In the Administrator Console, go to Network > Load Balancers, and then click Create Load Balancer. For detailed help documentation, please refer to Configure Load Balancer.

4. Configure the Load Balancer

In the Alauda Container Platform Console, navigate to Network > Load Balancers, then click the name of the load balancer you just created to enter its configuration page.

4.1 Add Listener Frontend Resources

Add listening ports: HTTP protocol on port 80, and HTTPS protocol on port 443. You can add more as needed.

4.2 Add Forwarding Rules Resources

Domains: Select the domain you created in the previous step.
ServiceGroup (Kubernetes Service): Select knative-ingressgateway in the istio-system namespace and choose port 80.
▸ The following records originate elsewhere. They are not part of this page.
//! **jumpgrid-core** — foundational types for grid pathfinding.
//!
//! This crate provides the geometry primitives and the raw map
//! representation shared across the *jumpgrid* workspace: integer [`Point`]s,
//! half-open [`Range`] rectangles, and an immutable [`Grid`] of caller-defined
//! [`Cell`] values.

pub mod geom;
pub mod grid;

pub use geom::{Point, Range};
pub use grid::{Cell, Grid};
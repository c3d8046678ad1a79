use crate::builder::{
    key_predicate, quote_identifier, BuildResult, DeleteBuilder, InsertBuilder, SelectBuilder,
    UpdateBuilder,
};
use crate::model::entity::EntityDescriptor;

/// The complete statement set a generated repository needs for one entity.
///
/// Built once per entity and reused for the process lifetime; the SQL text
/// doubles as the transaction statement-cache key.
#[derive(Debug, Clone, PartialEq, Eq)]
pub struct EntitySql {
    insert: String,
    insert_auto_increment: Option<String>,
    update: Option<String>,
    delete: String,
    select_by_id: String,
    select_by_business_key: Option<String>,
    select_all: String,
}

impl EntitySql {
    /// Builds every statement for `entity`, qualifying its table with `schema`.
    pub fn build(entity: &EntityDescriptor, schema: Option<&str>) -> BuildResult<Self> {
        let table = entity.table();
        let keys = entity.primary_keys();
        let business_keys = entity.business_keys();
        let insertable = entity.insertable_columns();
        let updatable = entity.updatable_columns();
        let projection: Vec<_> = entity.columns().iter().collect();

        let insert = InsertBuilder::new(table, &keys, &insertable)
            .schema(schema)
            .build()?;
        let insert_auto_increment = if entity.is_auto_increment() {
            Some(
                InsertBuilder::new(table, &[], &insertable)
                    .schema(schema)
                    .default_values(true)
                    .build()?,
            )
        } else {
            None
        };
        let update = if updatable.is_empty() {
            None
        } else {
            Some(
                UpdateBuilder::new(table, &updatable, &keys)
                    .schema(schema)
                    .build()?,
            )
        };
        let delete = DeleteBuilder::new(table, &keys).schema(schema).build()?;
        let select_by_id = SelectBuilder::new(table, &projection)
            .schema(schema)
            .where_clause(key_predicate(&keys))
            .build()?;
        let select_by_business_key = if business_keys.is_empty() {
            None
        } else {
            Some(
                SelectBuilder::new(table, &projection)
                    .schema(schema)
                    .where_clause(key_predicate(&business_keys))
                    .build()?,
            )
        };
        let order = keys
            .iter()
            .map(|key| quote_identifier(key.name()))
            .collect::<Vec<_>>()
            .join(",");
        let select_all = SelectBuilder::new(table, &projection)
            .schema(schema)
            .order_by(order)
            .build()?;

        Ok(Self {
            insert,
            insert_auto_increment,
            update,
            delete,
            select_by_id,
            select_by_business_key,
            select_all,
        })
    }

    /// Insert with keys first, then insertable columns.
    pub fn insert(&self) -> &str {
        &self.insert
    }

    /// Insert without key columns; present for auto-increment entities.
    pub fn insert_auto_increment(&self) -> Option<&str> {
        self.insert_auto_increment.as_deref()
    }

    /// Absent when the entity has no updatable column.
    pub fn update(&self) -> Option<&str> {
        self.update.as_deref()
    }

    pub fn delete(&self) -> &str {
        &self.delete
    }

    /// Every column, filtered by primary key.
    pub fn select_by_id(&self) -> &str {
        &self.select_by_id
    }

    /// Every column, filtered by business key; absent without one.
    pub fn select_by_business_key(&self) -> Option<&str> {
        self.select_by_business_key.as_deref()
    }

    /// Every row ordered by primary key.
    pub fn select_all(&self) -> &str {
        &self.select_all
    }
}
use super::{BatchMismatch, RepoError, RepoResult};
use crate::builder::{DeleteBuilder, EntitySql, InsertBuilder, SelectBuilder, UpdateBuilder};
use crate::database::Database;
use crate::mapper::{GeneratedKey, IdSetter, MapperError, ParameterBinder, Params, RowMapper};
use crate::model::column::Column;
use crate::model::table::Table;
use crate::tx::{BatchReport, Transaction, TxError};
use log::{error, warn};
use std::fmt::Debug;

/// CRUD primitives generated repositories are written against.
///
/// Holds no transaction: every operation takes the caller's transaction
/// explicitly and reuses its statement cache.
#[derive(Clone, Copy)]
pub struct Repository<'db> {
    database: &'db Database,
}

impl<'db> Repository<'db> {
    pub fn new(database: &'db Database) -> Self {
        Self { database }
    }

    pub fn database(&self) -> &'db Database {
        self.database
    }

    /// Memoized statement set for `entity`.
    pub fn statements(&self, entity: &str) -> RepoResult<&'db EntitySql> {
        self.database.statements(entity)
    }

    pub fn select_builder<'a>(&self, table: &'a Table, columns: &[&'a Column]) -> SelectBuilder<'a>
    where
        'db: 'a,
    {
        SelectBuilder::new(table, columns).schema(self.database.schema_for(table))
    }

    pub fn insert_builder<'a>(
        &self,
        table: &'a Table,
        keys: &[&'a Column],
        columns: &[&'a Column],
    ) -> InsertBuilder<'a>
    where
        'db: 'a,
    {
        InsertBuilder::new(table, keys, columns).schema(self.database.schema_for(table))
    }

    pub fn update_builder<'a>(
        &self,
        table: &'a Table,
        columns: &[&'a Column],
        keys: &[&'a Column],
    ) -> UpdateBuilder<'a>
    where
        'db: 'a,
    {
        UpdateBuilder::new(table, columns, keys).schema(self.database.schema_for(table))
    }

    pub fn delete_builder<'a>(&self, table: &'a Table, keys: &[&'a Column]) -> DeleteBuilder<'a>
    where
        'db: 'a,
    {
        DeleteBuilder::new(table, keys).schema(self.database.schema_for(table))
    }

    /// Binds `entity`, executes the insert and requires exactly one row.
    pub fn insert<E, B>(
        &self,
        tx: &mut Transaction,
        sql: &str,
        binder: &B,
        entity: &E,
    ) -> RepoResult<()>
    where
        E: Debug + ?Sized,
        B: ParameterBinder<E> + ?Sized,
    {
        let handle = tx.insert(sql)?;
        let params = bind(sql, binder, entity)?;
        let affected = tx.execute(&handle, &params)?;
        expect_single_row(sql, affected)
    }

    /// Insert whose key is generated by the store; the key is written back
    /// onto `entity` through `id_setter` once the row is in.
    pub fn insert_auto_increment<E, B, S>(
        &self,
        tx: &mut Transaction,
        sql: &str,
        binder: &B,
        id_setter: &S,
        entity: &mut E,
    ) -> RepoResult<()>
    where
        E: Debug + ?Sized,
        B: ParameterBinder<E> + ?Sized,
        S: IdSetter<E> + ?Sized,
    {
        let handle = tx.insert(sql)?;
        let params = bind(sql, binder, &*entity)?;
        let affected = tx.execute(&handle, &params)?;
        expect_single_row(sql, affected)?;

        let key = GeneratedKey::new(tx.last_insert_rowid()?);
        id_setter
            .set_id(entity, key)
            .map_err(|source| RepoError::IdAssignment {
                sql: sql.to_string(),
                setter: id_setter.name(),
                source,
            })
    }

    pub fn update<E, B>(
        &self,
        tx: &mut Transaction,
        sql: &str,
        binder: &B,
        entity: &E,
    ) -> RepoResult<()>
    where
        E: Debug + ?Sized,
        B: ParameterBinder<E> + ?Sized,
    {
        let handle = tx.update(sql)?;
        let params = bind(sql, binder, entity)?;
        let affected = tx.execute(&handle, &params)?;
        expect_single_row(sql, affected)
    }

    pub fn delete<E, B>(
        &self,
        tx: &mut Transaction,
        sql: &str,
        binder: &B,
        entity: &E,
    ) -> RepoResult<()>
    where
        E: Debug + ?Sized,
        B: ParameterBinder<E> + ?Sized,
    {
        let handle = tx.update(sql)?;
        let params = bind(sql, binder, entity)?;
        let affected = tx.execute(&handle, &params)?;
        expect_single_row(sql, affected)
    }

    /// Maps the first row, or returns `None` for an empty result.
    pub fn select_one<A, T, B, M>(
        &self,
        tx: &mut Transaction,
        sql: &str,
        binder: &B,
        args: &A,
        mapper: &M,
    ) -> RepoResult<Option<T>>
    where
        A: Debug + ?Sized,
        B: ParameterBinder<A> + ?Sized,
        M: RowMapper<T> + ?Sized,
    {
        let handle = tx.select(sql)?;
        let params = bind(sql, binder, args)?;
        tx.query(&handle, &params, |sql, rows| -> RepoResult<Option<T>> {
            match rows.next().map_err(|err| TxError::execution(sql, err))? {
                Some(row) => mapper
                    .map_row(row)
                    .map(Some)
                    .map_err(|source| mapping_error(sql, mapper.name(), source)),
                None => Ok(None),
            }
        })
    }

    /// Maps every row in result order.
    pub fn select_list<A, T, B, M>(
        &self,
        tx: &mut Transaction,
        sql: &str,
        binder: &B,
        args: &A,
        mapper: &M,
    ) -> RepoResult<Vec<T>>
    where
        A: Debug + ?Sized,
        B: ParameterBinder<A> + ?Sized,
        M: RowMapper<T> + ?Sized,
    {
        let handle = tx.select(sql)?;
        let params = bind(sql, binder, args)?;
        tx.query(&handle, &params, |sql, rows| -> RepoResult<Vec<T>> {
            let mut items = Vec::new();
            while let Some(row) = rows.next().map_err(|err| TxError::execution(sql, err))? {
                let item = mapper
                    .map_row(row)
                    .map_err(|source| mapping_error(sql, mapper.name(), source))?;
                items.push(item);
            }
            Ok(items)
        })
    }

    /// Queues `entity` on the transaction's batch statement for `sql`.
    pub fn add_batch<E, B>(
        &self,
        tx: &mut Transaction,
        sql: &str,
        binder: &B,
        entity: &E,
    ) -> RepoResult<()>
    where
        E: Debug + ?Sized,
        B: ParameterBinder<E> + ?Sized,
    {
        let handle = tx.batch(sql)?;
        let params = bind(sql, binder, entity)?;
        tx.add_batch(&handle, params)?;
        Ok(())
    }

    /// Executes every queued batch and requires one affected row per entry.
    ///
    /// Reports the first mismatching entry of each statement.
    pub fn execute_batch(&self, tx: &mut Transaction) -> RepoResult<Vec<BatchReport>> {
        let reports = tx.execute_batch()?;

        let mismatches: Vec<BatchMismatch> = reports
            .iter()
            .filter_map(|report| {
                report
                    .row_counts
                    .iter()
                    .position(|affected| *affected != 1)
                    .map(|index| BatchMismatch {
                        sql: report.sql.clone(),
                        index,
                        actual: report.row_counts[index],
                    })
            })
            .collect();

        if !mismatches.is_empty() {
            warn!(
                "event=batch_execute module=repo status=mismatch entries={}",
                mismatches.len()
            );
            return Err(RepoError::BatchRowCount(mismatches));
        }
        Ok(reports)
    }
}

fn bind<E, B>(sql: &str, binder: &B, entity: &E) -> RepoResult<Params>
where
    E: Debug + ?Sized,
    B: ParameterBinder<E> + ?Sized,
{
    let mut params = Params::new();
    binder.bind(&mut params, entity).map_err(|source| {
        error!(
            "event=parameter_bind module=repo status=error binder={} error={}",
            binder.name(),
            source
        );
        RepoError::ParameterBinding {
            sql: sql.to_string(),
            binder: binder.name(),
            entity: format!("{entity:?}"),
            source,
        }
    })?;
    Ok(params)
}

fn mapping_error(sql: &str, mapper: &'static str, source: MapperError) -> RepoError {
    error!(
        "event=row_map module=repo status=error mapper={} error={}",
        mapper, source
    );
    RepoError::RowMapping {
        sql: sql.to_string(),
        mapper,
        source,
    }
}

fn expect_single_row(sql: &str, affected: usize) -> RepoResult<()> {
    if affected != 1 {
        warn!(
            "event=row_count module=repo status=mismatch expected=1 actual={} sql={}",
            affected, sql
        );
        return Err(RepoError::UnexpectedAffectedRowCount {
            sql: sql.to_string(),
            expected: 1,
            actual: affected,
        });
    }
    Ok(())
}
For more detailed parameter configurations, you can refer to Configure Load Balancer.

5. Verify Access to the Inference Service via External Address

To verify that your inference service is accessible externally, use the curl command below. Remember to replace the placeholders with your actual load balancer IP address, port, and inference service address.

# For HTTP
curl -v --resolve "your-inference-service-domain.com:your-port:your-load-balancer-ip" \
    http://your-inference-service-domain.com/v1/models

# For HTTPS (skip `-k` if you have a valid certificate)
curl -vk --resolve "your-inference-service-domain.com:443:your-load-balancer-ip" \
    https://your-inference-service-domain.com/v1/models

Here's what each part of the command means and what you need to replace:

your-inference-service-domain.com: This should be the domain name you created for your inference service (e.g., qwen2-0b5-kubeflow-admin-cpaas-io.my-company.com).
your-port: This is the port your load balancer is listening on for HTTP traffic (commonly 80).
your-load-balancer-ip: This is the actual IP address of your load balancer (e.g., 192.168.137.21).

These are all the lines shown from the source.